Hamilton County Commission Chairman Larry Henry said commissioners have heard Metcalf's request, but it's too early in the budget process to say how much money he will get.
"This is not anything that's real unusual with the medical examiner, as we've had budget requests in the past. It may not be the full amount that he's asking, but I'm sure there will be a compromise," Henry said.
When the law was passed, the local medical examiner was Frank King.
County Mayor Jim Coppinger said King was given a three-year grace period from the state to become a forensic pathologist -- another national requirement -- and to achieve the rest of the accreditation for the office. But King never did.
King retired last year after a 26-year career, and Metcalf was appointed to succeed him.
Tennessee's law is part of a nationwide effort to improve and standardize best practices for medical death investigations, Metcalf said.
The office was granted a provisional license in 2009, but that lapsed in 2010, according to NAME records.
Metcalf is only performing autopsies now because the county sought a two-year waiver from the General Assembly that exempts it from the national requirements until the office can get accredited.
If inspectors came today, the office wouldn't pass, and those inspectors likely will come some time after next year's budget is passed. Metcalf is asking to hire just three of the four needed positions, he said.
Metcalf hopes the inspectors will work with him if he can show progress toward their mandate.
"We are hoping that will not be an all-or-nothing thing," Metcalf said.
Still, if Metcalf can't get any of the requested money and can't make any of the changes, inspectors won't certify him and the state will pull his autopsy rights.
At that point, each body sent to Nashville will cost the county $1,400. Last year, the cost of having all Hamilton County autopsies performed in Nashville would have been $196,000.
Travel expenses would only add to that cost.

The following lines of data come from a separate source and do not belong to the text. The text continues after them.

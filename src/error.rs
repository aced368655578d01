// src/error.rs

use axum::{
    Json,
    http::StatusCode,
    response::{IntoResponse, Response},
};
use serde_json::json;
use std::fmt;

/// Global Application Error Enum.
/// Centralizes error handling and mapping to HTTP responses.
#[derive(Debug)]
pub enum AppError {
    // 500 Internal Server Error
    InternalServerError(String),

    // 400 Bad Request
    BadRequest(String),

    // 404 Not Found
    NotFound(String),

    // 409 Conflict (e.g., duplicate exam identity)
    Conflict(String),
}

impl fmt::Display for AppError {
    fn fmt(&self, f: &mut fmt::Formatter<'_>) -> fmt::Result {
        write!(f, "{:?}", self)
    }
}

impl std::error::Error for AppError {}

/// Implements `IntoResponse` for `AppError`.
/// Converts the error into a JSON response with appropriate HTTP status code.
impl IntoResponse for AppError {
    fn into_response(self) -> Response {
        let (status, error_message) = match self {
            AppError::InternalServerError(msg) => {
                tracing::error!("Internal Server Error: {}", msg);
                (
                    StatusCode::INTERNAL_SERVER_ERROR,
                    "Internal Server Error".to_string(),
                )
            }
            AppError::BadRequest(msg) => (StatusCode::BAD_REQUEST, msg),
            AppError::NotFound(msg) => (StatusCode::NOT_FOUND, msg),
            AppError::Conflict(msg) => (StatusCode::CONFLICT, msg),
        };
        let body = Json(json!({
            "error": error_message,
        }));

        (status, body).into_response()
    }
}

/// Converts `sqlx::Error` into `AppError::InternalServerError`.
/// Allows using `?` operator on database queries.
impl From<sqlx::Error> for AppError {
    fn from(err: sqlx::Error) -> Self {
        AppError::InternalServerError(err.to_string())
    }
}

impl From<serde_json::Error> for AppError {
    fn from(err: serde_json::Error) -> Self {
        AppError::BadRequest(err.to_string())
    }
}

/// Failure of the on-device key-value store backing the checkpoint.
/// Never surfaced to the user; the checkpoint layer logs and moves on.
#[derive(Debug)]
pub enum StorageError {
    Io(std::io::Error),

    // Store disabled, quota exhausted, lock poisoned.
    Unavailable(String),
}

impl fmt::Display for StorageError {
    fn fmt(&self, f: &mut fmt::Formatter<'_>) -> fmt::Result {
        match self {
            StorageError::Io(err) => write!(f, "storage io error: {}", err),
            StorageError::Unavailable(msg) => write!(f, "storage unavailable: {}", msg),
        }
    }
}

impl std::error::Error for StorageError {}

impl From<std::io::Error> for StorageError {
    fn from(err: std::io::Error) -> Self {
        StorageError::Io(err)
    }
}

/// Failure of a single remote sync send.
#[derive(Debug)]
pub enum SyncError {
    // Request never got an HTTP answer.
    Network(String),

    // Server answered with a non-success status.
    Rejected(u16, String),

    // No answer within the request or final-send budget.
    Timeout,
}

impl fmt::Display for SyncError {
    fn fmt(&self, f: &mut fmt::Formatter<'_>) -> fmt::Result {
        match self {
            SyncError::Network(msg) => write!(f, "sync network error: {}", msg),
            SyncError::Rejected(status, msg) => write!(f, "sync rejected ({}): {}", status, msg),
            SyncError::Timeout => write!(f, "sync timed out"),
        }
    }
}

impl std::error::Error for SyncError {}

impl From<reqwest::Error> for SyncError {
    fn from(err: reqwest::Error) -> Self {
        if err.is_timeout() {
            SyncError::Timeout
        } else {
            SyncError::Network(err.to_string())
        }
    }
}

/// Failure of the initial question-set fetch. The only gating error:
/// no exam is offered when this happens.
#[derive(Debug, Clone, PartialEq)]
pub enum FetchError {
    // The exam does not exist.
    NotFound(String),

    // Network or server trouble; retrying later may help.
    Transient(String),

    // The server answered with something we cannot run an exam from.
    Invalid(String),
}

impl FetchError {
    /// Message suitable for showing in place of the exam.
    pub fn user_message(&self) -> String {
        match self {
            FetchError::NotFound(identity) => format!("Exam '{}' does not exist.", identity),
            FetchError::Transient(_) => {
                "The exam could not be loaded right now. Check your connection and try again."
                    .to_string()
            }
            FetchError::Invalid(_) => "The exam data is damaged and cannot be opened.".to_string(),
        }
    }
}

impl fmt::Display for FetchError {
    fn fmt(&self, f: &mut fmt::Formatter<'_>) -> fmt::Result {
        match self {
            FetchError::NotFound(identity) => write!(f, "exam not found: {}", identity),
            FetchError::Transient(msg) => write!(f, "transient fetch error: {}", msg),
            FetchError::Invalid(msg) => write!(f, "invalid exam payload: {}", msg),
        }
    }
}

impl std::error::Error for FetchError {}
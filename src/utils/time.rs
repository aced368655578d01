// src/utils/time.rs

use std::sync::Mutex;

use chrono::{DateTime, Duration, Utc};

/// Wall-clock source for the epochs stored in checkpoints and sync records.
pub trait Clock: Send + Sync {
    fn now(&self) -> DateTime<Utc>;
}

#[derive(Debug, Default, Clone, Copy)]
pub struct SystemClock;

impl Clock for SystemClock {
    fn now(&self) -> DateTime<Utc> {
        Utc::now()
    }
}

/// Clock that only moves when told to.
#[derive(Debug)]
pub struct ManualClock {
    now: Mutex<DateTime<Utc>>,
}

impl ManualClock {
    pub fn new(start: DateTime<Utc>) -> Self {
        Self {
            now: Mutex::new(start),
        }
    }

    pub fn advance(&self, by: Duration) {
        let mut now = self.now.lock().unwrap_or_else(|poisoned| poisoned.into_inner());
        *now += by;
    }
}

impl Clock for ManualClock {
    fn now(&self) -> DateTime<Utc> {
        *self.now.lock().unwrap_or_else(|poisoned| poisoned.into_inner())
    }
}

/// Remaining time as `MM:SS`, or `H:MM:SS` from one hour up.
pub fn format_remaining(seconds: u32) -> String {
    let hours = seconds / 3600;
    let minutes = (seconds % 3600) / 60;
    let secs = seconds % 60;
    if hours > 0 {
        format!("{}:{:02}:{:02}", hours, minutes, secs)
    } else {
        format!("{:02}:{:02}", minutes, secs)
    }
}

/// Human timestamp for recovery prompts.
pub fn format_timestamp(at: DateTime<Utc>) -> String {
    at.format("%Y-%m-%d %H:%M:%S UTC").to_string()
}

#[cfg(test)]
mod tests {
    use super::*;
    use chrono::TimeZone;

    #[test]
    fn test_format_remaining() {
        assert_eq!(format_remaining(0), "00:00");
        assert_eq!(format_remaining(120), "02:00");
        assert_eq!(format_remaining(3599), "59:59");
        assert_eq!(format_remaining(5340), "1:29:00");
    }

    #[test]
    fn test_format_timestamp() {
        let at = Utc.with_ymd_and_hms(2026, 3, 1, 8, 5, 9).unwrap();
        assert_eq!(format_timestamp(at), "2026-03-01 08:05:09 UTC");
    }

    #[test]
    fn test_manual_clock_advances() {
        let start = Utc.with_ymd_and_hms(2026, 1, 1, 0, 0, 0).unwrap();
        let clock = ManualClock::new(start);
        clock.advance(Duration::seconds(90));
        assert_eq!(clock.now(), start + Duration::seconds(90));
    }
}
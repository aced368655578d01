// src/bin/exam_runner.rs

//! Terminal front end for taking an exam against the exam server.

use std::sync::Arc;

use dotenvy::dotenv;
use exam_session::{
    ExamClient,
    config::SessionSettings,
    models::{
        answer::AnswerValue,
        question::{QuestionKind, QuestionSet},
        session::{SessionIdentity, SessionStatus},
    },
    session::{
        ExamPlan, ExamSession, FileStore, HttpSyncTransport, RecoveryNegotiator, SessionCommand,
        SessionDriver, SessionView,
    },
    utils::time::format_remaining,
};
use tokio::io::{AsyncBufReadExt, BufReader};
use tracing_subscriber::EnvFilter;

const HELP: &str = "commands: start | goto <n> | answer <question-id> <value> | submit | confirm | quit";

#[derive(Debug, PartialEq)]
enum Input {
    Command(SessionCommand),
    Quit,
}

fn parse_answer(kind: QuestionKind, raw: &str) -> Result<AnswerValue, String> {
    let raw = raw.trim();
    if raw.is_empty() {
        return Err("missing answer value".to_string());
    }
    match kind {
        QuestionKind::SingleChoice => Ok(AnswerValue::SingleChoice(raw.to_string())),
        QuestionKind::FreeText => Ok(AnswerValue::FreeText(raw.to_string())),
        QuestionKind::MultiSelect => Ok(AnswerValue::MultiSelect(
            raw.split(',')
                .map(str::trim)
                .filter(|s| !s.is_empty())
                .map(str::to_string)
                .collect(),
        )),
        QuestionKind::Numeric => raw
            .parse::<f64>()
            .map(AnswerValue::Numeric)
            .map_err(|_| format!("'{}' is not a number", raw)),
    }
}

fn parse_input(line: &str, set: &QuestionSet) -> Result<Input, String> {
    let line = line.trim();
    let (word, rest) = line.split_once(' ').unwrap_or((line, ""));

    match word {
        "start" => Ok(Input::Command(SessionCommand::Start)),
        "submit" => Ok(Input::Command(SessionCommand::RequestSubmit)),
        "confirm" => Ok(Input::Command(SessionCommand::ConfirmSubmit)),
        "quit" => Ok(Input::Quit),
        "goto" => {
            let n: usize = rest
                .trim()
                .parse()
                .map_err(|_| format!("'{}' is not a question number", rest.trim()))?;
            if n == 0 || n > set.question_count {
                return Err(format!("questions are numbered 1 to {}", set.question_count));
            }
            Ok(Input::Command(SessionCommand::Navigate(n - 1)))
        }
        "answer" => {
            let (question_id, value) = rest
                .trim()
                .split_once(' ')
                .ok_or_else(|| "usage: answer <question-id> <value>".to_string())?;
            let question = set
                .questions
                .iter()
                .find(|q| q.id == question_id)
                .ok_or_else(|| format!("no question '{}'", question_id))?;
            Ok(Input::Command(SessionCommand::Answer {
                question_id: question.id.clone(),
                value: parse_answer(question.kind, value)?,
            }))
        }
        _ => Err(HELP.to_string()),
    }
}

fn render(view: &SessionView, set: &QuestionSet) {
    println!(
        "[{}] {} left, {}/{} answered",
        view.status,
        format_remaining(view.time_left),
        view.answers.len(),
        set.question_count
    );
    if let Some(question) = set.questions.get(view.pointer) {
        println!("Q{} ({}, {}): {}", view.pointer + 1, question.id, question.kind, question.prompt);
        for (i, choice) in question.choices.iter().enumerate() {
            println!("  {}. {}", i + 1, choice);
        }
    }
    if view.confirm_pending {
        println!("Type 'confirm' to hand in your answers.");
    }
}

#[tokio::main]
async fn main() {
    dotenv().ok();
    tracing_subscriber::fmt()
        .with_env_filter(EnvFilter::try_from_default_env().unwrap_or_else(|_| EnvFilter::new("warn")))
        .with_writer(std::io::stderr)
        .init();

    let Some(raw_identity) = std::env::args().nth(1) else {
        eprintln!("usage: exam_runner <exam-identity>");
        std::process::exit(2);
    };
    let identity = SessionIdentity::new(raw_identity);
    let settings = SessionSettings::from_env();

    let client = ExamClient::new(settings.api_base_url.clone()).with_timeout(settings.request_timeout);
    let set = match client.fetch_question_set(&identity).await {
        Ok(set) => set,
        Err(e) => {
            tracing::error!("{}", e);
            eprintln!("{}", e.user_message());
            std::process::exit(1);
        }
    };

    let store = Arc::new(FileStore::new(&settings.checkpoint_dir));
    let transport = Arc::new(
        HttpSyncTransport::new(settings.api_base_url.clone()).with_timeout(settings.request_timeout),
    );
    let mut session = ExamSession::new(
        identity,
        ExamPlan::from(&set),
        store,
        transport,
        &settings,
    );

    let mut lines = BufReader::new(tokio::io::stdin()).lines();

    let negotiator = RecoveryNegotiator::mount(&mut session);
    if let Some(summary) = negotiator.summary() {
        println!(
            "Unfinished attempt found: {} answered, {} left, saved {}.",
            summary.answered, summary.remaining, summary.saved_at
        );
        println!("Resume it? [y/n]");
        let resume = matches!(lines.next_line().await, Ok(Some(l)) if l.trim().eq_ignore_ascii_case("y"));
        if resume {
            negotiator.accept(&mut session);
        } else {
            negotiator.decline(&mut session);
        }
    }

    println!("{} ({} questions)", set.title, set.question_count);
    println!("{}", HELP);

    let handle = SessionDriver::spawn(session, settings.sync_interval);
    let mut updates = handle.subscribe();
    render(&handle.view(), &set);

    loop {
        tokio::select! {
            line = lines.next_line() => {
                let line = match line {
                    Ok(Some(line)) => line,
                    // stdin closed: treat like leaving the page.
                    _ => {
                        handle.send(SessionCommand::PageHide);
                        break;
                    }
                };
                match parse_input(&line, &set) {
                    Ok(Input::Command(command)) => {
                        if !handle.send(command) {
                            break;
                        }
                    }
                    Ok(Input::Quit) => {
                        handle.send(SessionCommand::PageHide);
                        break;
                    }
                    Err(message) => println!("{}", message),
                }
            }
            changed = updates.changed() => {
                if changed.is_err() {
                    break;
                }
                let view = updates.borrow_and_update().clone();
                // Per-second ticks only print on whole minutes.
                if view.status != SessionStatus::InProgress || view.time_left % 60 == 0 {
                    render(&view, &set);
                }
                if view.status.is_terminal() {
                    break;
                }
            }
        }
    }

    if let Some(session) = handle.teardown().await {
        match session.status() {
            SessionStatus::Submitted => println!("Answers submitted."),
            SessionStatus::TimeUp => println!("Time is up. Your answers were submitted automatically."),
            _ => println!("Progress saved. Run again to resume."),
        }
    }
}

#[cfg(test)]
mod tests {
    use super::*;
    use exam_session::models::question::Question;

    fn set() -> QuestionSet {
        QuestionSet {
            identity: SessionIdentity::new("e1"),
            title: "Sample".to_string(),
            duration_seconds: 600,
            question_count: 2,
            questions: vec![
                Question {
                    id: "q1".to_string(),
                    kind: QuestionKind::MultiSelect,
                    prompt: "Pick".to_string(),
                    choices: vec!["a".to_string(), "b".to_string()],
                },
                Question {
                    id: "q2".to_string(),
                    kind: QuestionKind::Numeric,
                    prompt: "How many".to_string(),
                    choices: vec![],
                },
            ],
        }
    }

    #[test]
    fn test_parse_answer_by_kind() {
        assert_eq!(
            parse_input("answer q1 a, b", &set()),
            Ok(Input::Command(SessionCommand::Answer {
                question_id: "q1".to_string(),
                value: AnswerValue::MultiSelect(vec!["a".to_string(), "b".to_string()]),
            }))
        );
        assert!(parse_input("answer q2 many", &set()).is_err());
        assert!(parse_input("answer q3 1", &set()).is_err());
    }

    #[test]
    fn test_goto_is_one_based() {
        assert_eq!(
            parse_input("goto 2", &set()),
            Ok(Input::Command(SessionCommand::Navigate(1)))
        );
        assert!(parse_input("goto 0", &set()).is_err());
        assert!(parse_input("goto 3", &set()).is_err());
    }
}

"There's a lot of logistics involved that people don't realize. And the costs of changing those logistics stack up," Carroll said.
Aside from pocketbook problems, having the medical examiner who performed autopsies nearby can help investigators solve cases more quickly.
If detectives have questions about an autopsy report, or a specific finding by Metcalf, they can go speak to him. Getting information from medical examiners in Nashville doesn't happen so quickly, Carroll said.
Also, the turnaround on results of laboratory tests from the state tend to take months. Metcalf currently contracts with a private lab, which can return toxicology or sexual assault kits in a matter of weeks.
Those test results can be important to public safety, Carroll said.
"That turnaround is important, especially if you are going to make an arrest based on those results. But if you don't have that -- if you don't have an identification to make an arrest -- you're waiting on lab results," he said.
On the prosecution side of things, Carroll said having easy access to Metcalf during a trial saves the court time.
Typically, medical examiners who performed specific autopsies are called to testify in court. It's easier for Metcalf to drive downtown than it is for the court to subpoena a Nashville doctor -- who is probably subpoenaed by many other courts.
"I hope they don't have to start sending autopsies to Nashville, because it's inconvenient for everybody," Carroll said.
On the other hand, if all Metcalf's needs are met, Hamilton County could see dividends.
If staffed and accredited, Metcalf's office intends to become a regional forensic center, performing autopsies not just for Hamilton but surrounding counties as well -- for a fee.